### HOW TO COMPLETE THIS TASK
The lines to find are those in the entries that hold the word "targets"; copy every one of them.

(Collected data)
//! In-process camera backend that streams synthetic YUV images
//!
//! Behaves like a platform camera stack: devices open asynchronously, sessions
//! report configuration from another thread, and images arrive from a
//! producer thread at a fixed interval. Faults can be injected to exercise
//! the failure paths of the frame source.

use std::collections::HashMap;
use std::sync::atomic::{AtomicBool, AtomicU64, AtomicUsize, Ordering};
use std::sync::{Arc, Mutex, MutexGuard};
use std::thread::{self, JoinHandle};
use std::time::Duration;

use tracing::{debug, warn};

use super::convert::{Plane, YuvImage};
use super::device::{
    CameraBackend, CameraCharacteristics, CameraDevice, CameraError, CaptureRequest,
    CaptureSession, DeviceCallback, ImageListener, ImageReader, LensFacing, SessionCallback, Size,
    Surface,
};

/// One camera the virtual backend exposes.
#[derive(Debug, Clone)]
pub struct VirtualCameraSpec {
    pub id: String,
    pub facing: Option<LensFacing>,
    pub output_sizes: Vec<Size>,
}

impl VirtualCameraSpec {
    pub fn new(id: impl Into<String>, facing: Option<LensFacing>, output_sizes: Vec<Size>) -> Self {
        Self {
            id: id.into(),
            facing,
            output_sizes,
        }
    }
}

/// Failure to inject.
#[derive(Debug, Clone, Copy, PartialEq, Eq)]
pub enum Fault {
    /// `open_camera` fails immediately, as when permission is missing
    DenyAccess,
    /// Device open reports an in-use error through the callback
    InUse,
    /// Session configuration fails
    FailConfigure,
    /// Starting the repeating request fails
    FailRepeating,
    /// Device disconnects this long after streaming starts
    DisconnectAfter(Duration),
}

/// Counters describing what the backend has been asked to do.
#[derive(Debug, Default)]
pub struct VirtualProbe {
    pub devices_opened: AtomicUsize,
    pub device_close_calls: AtomicUsize,
    pub session_close_calls: AtomicUsize,
    pub reader_close_calls: AtomicUsize,
    pub images_produced: AtomicU64,
    pub last_request: Mutex<Option<CaptureRequest>>,
}

impl VirtualProbe {
    pub fn device_close_calls(&self) -> usize {
        self.device_close_calls.load(Ordering::SeqCst)
    }

    pub fn session_close_calls(&self) -> usize {
        self.session_close_calls.load(Ordering::SeqCst)
    }

    pub fn reader_close_calls(&self) -> usize {
        self.reader_close_calls.load(Ordering::SeqCst)
    }

    pub fn devices_opened(&self) -> usize {
        self.devices_opened.load(Ordering::SeqCst)
    }

    pub fn images_produced(&self) -> u64 {
        self.images_produced.load(Ordering::SeqCst)
    }

    pub fn last_request(&self) -> Option<CaptureRequest> {
        lock(&self.last_request).clone()
    }
}

struct ReaderEntry {
    size: Size,
    listener: Arc<dyn ImageListener>,
    open: Arc<AtomicBool>,
}

#[derive(Default)]
struct Registry {
    next_surface: AtomicU64,
    readers: Mutex<HashMap<u64, ReaderEntry>>,
}

pub struct VirtualCamera {
    cameras: Vec<VirtualCameraSpec>,
    open_delay: Duration,
    frame_interval: Duration,
    fault: Option<Fault>,
    registry: Arc<Registry>,
    probe: Arc<VirtualProbe>,
}

impl VirtualCamera {
    pub fn new(cameras: Vec<VirtualCameraSpec>) -> Self {
        Self {
            cameras,
            open_delay: Duration::from_millis(5),
            frame_interval: Duration::from_millis(33),
            fault: None,
            registry: Arc::default(),
            probe: Arc::default(),
        }
    }

    /// A front camera and a back camera offering `size` among others.
    pub fn with_back_camera(size: Size) -> Self {
        Self::new(vec![
            VirtualCameraSpec::new("0", Some(LensFacing::Front), vec![Size::new(1280, 720)]),
            VirtualCameraSpec::new(
                "1",
                Some(LensFacing::Back),
                vec![Size::new(1920, 1080), size, Size::new(320, 240)],
            ),
        ])
    }

    pub fn with_fault(mut self, fault: Fault) -> Self {
        self.fault = Some(fault);
        self
    }

    pub fn with_frame_interval(mut self, interval: Duration) -> Self {
        self.frame_interval = interval;
        self
    }

    pub fn with_open_delay(mut self, delay: Duration) -> Self {
        self.open_delay = delay;
        self
    }

    pub fn probe(&self) -> Arc<VirtualProbe> {
        self.probe.clone()
    }

    fn spec(&self, id: &str) -> Result<&VirtualCameraSpec, CameraError> {
        self.cameras
            .iter()
            .find(|c| c.id == id)
            .ok_or_else(|| CameraError::Platform(format!("unknown camera id {id}")))
    }
}

impl CameraBackend for VirtualCamera {
    fn camera_ids(&self) -> Result<Vec<String>, CameraError> {
        Ok(self.cameras.iter().map(|c| c.id.clone()).collect())
    }

    fn characteristics(&self, id: &str) -> Result<CameraCharacteristics, CameraError> {
        let spec = self.spec(id)?;
        Ok(CameraCharacteristics {
            facing: spec.facing,
            output_sizes: spec.output_sizes.clone(),
        })
    }

    fn create_image_reader(
        &mut self,
        size: Size,
        max_images: usize,
        listener: Arc<dyn ImageListener>,
    ) -> Result<Box<dyn ImageReader>, CameraError> {
        let id = self.registry.next_surface.fetch_add(1, Ordering::Relaxed) + 1;
        let open = Arc::new(AtomicBool::new(true));
        lock(&self.registry.readers).insert(
            id,
            ReaderEntry {
                size,
                listener,
                open: open.clone(),
            },
        );
        debug!("Image reader {} created at {} ({} images)", id, size, max_images);

        Ok(Box::new(VirtualImageReader {
            surface: Surface::new(id, "image-reader"),
            registry: self.registry.clone(),
            open,
            probe: self.probe.clone(),
        }))
    }

    fn open_camera(&mut self, id: &str, callback: DeviceCallback) -> Result<(), CameraError> {
        self.spec(id)?;
        if self.fault == Some(Fault::DenyAccess) {
            return Err(CameraError::AccessDenied);
        }

        let device = VirtualDevice {
            id: id.to_string(),
            open: Arc::new(AtomicBool::new(true)),
            callback: callback.clone(),
            fault: self.fault,
            delay: self.open_delay,
            frame_interval: self.frame_interval,
            registry: self.registry.clone(),
            probe: self.probe.clone(),
        };
        let delay = self.open_delay;
        let in_use = self.fault == Some(Fault::InUse);
        let probe = self.probe.clone();

        thread::spawn(move || {
            thread::sleep(delay);
            if in_use {
                callback.on_error(CameraError::InUse(device.id.clone()));
            } else {
                probe.devices_opened.fetch_add(1, Ordering::SeqCst);
                callback.on_ready(Box::new(device));
            }
        });
        Ok(())
    }
}

struct VirtualImageReader {
    surface: Surface,
    registry: Arc<Registry>,
    open: Arc<AtomicBool>,
    probe: Arc<VirtualProbe>,
}

impl ImageReader for VirtualImageReader {
    fn surface(&self) -> Surface {
        self.surface.clone()
    }

    fn close(&mut self) {
        self.probe.reader_close_calls.fetch_add(1, Ordering::SeqCst);
        self.open.store(false, Ordering::SeqCst);
        lock(&self.registry.readers).remove(&self.surface.id);
    }
}

struct VirtualDevice {
    id: String,
    open: Arc<AtomicBool>,
    callback: DeviceCallback,
    fault: Option<Fault>,
    delay: Duration,
    frame_interval: Duration,
    registry: Arc<Registry>,
    probe: Arc<VirtualProbe>,
}

impl CameraDevice for VirtualDevice {
    fn id(&self) -> &str {
        &self.id
    }

    fn create_capture_session(
        &mut self,
        outputs: Vec<Surface>,
        callback: SessionCallback,
    ) -> Result<(), CameraError> {
        if !self.open.load(Ordering::SeqCst) {
            return Err(CameraError::Closed("camera device"));
        }

        let session = VirtualSession {
            outputs,
            device_open: self.open.clone(),
            device_callback: self.callback.clone(),
            fault: self.fault,
            frame_interval: self.frame_interval,
            registry: self.registry.clone(),
            probe: self.probe.clone(),
            stop: Arc::new(AtomicBool::new(false)),
            producer: None,
        };
        let delay = self.delay;
        let fail = self.fault == Some(Fault::FailConfigure);

        thread::spawn(move || {
            thread::sleep(delay);
            if fail {
                callback.on_error(CameraError::ConfigureFailed("unsupported output set".into()));
            } else {
                callback.on_ready(Box::new(session));
            }
        });
        Ok(())
    }

    fn close(&mut self) {
        self.probe.device_close_calls.fetch_add(1, Ordering::SeqCst);
        self.open.store(false, Ordering::SeqCst);
    }
}

struct VirtualSession {
    outputs: Vec<Surface>,
    device_open: Arc<AtomicBool>,
    device_callback: DeviceCallback,
    fault: Option<Fault>,
    frame_interval: Duration,
    registry: Arc<Registry>,
    probe: Arc<VirtualProbe>,
    stop: Arc<AtomicBool>,
    producer: Option<JoinHandle<()>>,
}

impl CaptureSession for VirtualSession {
    fn set_repeating_request(&mut self, request: CaptureRequest) -> Result<(), CameraError> {
        if self.fault == Some(Fault::FailRepeating) {
            return Err(CameraError::Platform("repeating request rejected".into()));
        }
        if let Some(target) = request.targets.iter().find(|t| !self.outputs.contains(t)) {
            return Err(CameraError::Platform(format!(
                "surface {} is not a session output",
                target.id
            )));
        }

        let readers = lock(&self.registry.readers);
        let sinks: Vec<(Size, Arc<dyn ImageListener>, Arc<AtomicBool>)> = request
            .targets
            .iter()
            .filter_map(|t| readers.get(&t.id))
            .map(|r| (r.size, r.listener.clone(), r.open.clone()))
            .collect();
        drop(readers);
        *lock(&self.probe.last_request) = Some(request);

        let stop = self.stop.clone();
        let device_open = self.device_open.clone();
        let device_callback = self.device_callback.clone();
        let interval = self.frame_interval;
        let disconnect_after = match self.fault {
            Some(Fault::DisconnectAfter(after)) => Some(after),
            _ => None,
        };
        let probe = self.probe.clone();

        self.producer = Some(thread::spawn(move || {
            let mut index = 0u64;
            let mut streamed = Duration::ZERO;
            while !stop.load(Ordering::SeqCst) && device_open.load(Ordering::SeqCst) {
                if disconnect_after.is_some_and(|after| streamed >= after) {
                    device_callback.on_disconnected();
                    return;
                }
                for (size, listener, open) in &sinks {
                    if open.load(Ordering::SeqCst) {
                        listener.on_image_available(synthetic_image(*size, index));
                        probe.images_produced.fetch_add(1, Ordering::SeqCst);
                    }
                }
                index += 1;
                thread::sleep(interval);
                streamed += interval;
            }
        }));
        Ok(())
    }

    fn close(&mut self) {
        self.probe.session_close_calls.fetch_add(1, Ordering::SeqCst);
        self.stop.store(true, Ordering::SeqCst);
        if let Some(producer) = self.producer.take() {
            if producer.join().is_err() {
                warn!("Virtual camera producer panicked");
            }
        }
    }
}

impl Drop for VirtualSession {
    fn drop(&mut self) {
        self.stop.store(true, Ordering::SeqCst);
    }
}

/// Image number `index` of the virtual stream: a luma ramp that scrolls by
/// four columns per image, with chroma planes at `(w/2)*(h/2)` bytes each.
pub fn synthetic_image(size: Size, index: u64) -> YuvImage {
    let (w, h) = (size.width as usize, size.height as usize);
    let shift = (index * 4) as usize;

    let mut y = Vec::with_capacity(w * h);
    for _ in 0..h {
        y.extend((0..w).map(|x| ((x + shift) % 256) as u8));
    }
    let chroma = (w / 2) * (h / 2);
    let u = vec![(index % 256) as u8; chroma];
    let v = vec![(255 - index % 256) as u8; chroma];

    YuvImage::new(
        size.width,
        size.height,
        Plane::new(y),
        Plane::new(u),
        Plane::new(v),
    )
}

fn lock<T>(mutex: &Mutex<T>) -> MutexGuard<'_, T> {
    mutex.lock().unwrap_or_else(|poisoned| poisoned.into_inner())
}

### WRITTEN ANSWER
        if let Some(target) = request.targets.iter().find(|t| !self.outputs.contains(t)) {
            .targets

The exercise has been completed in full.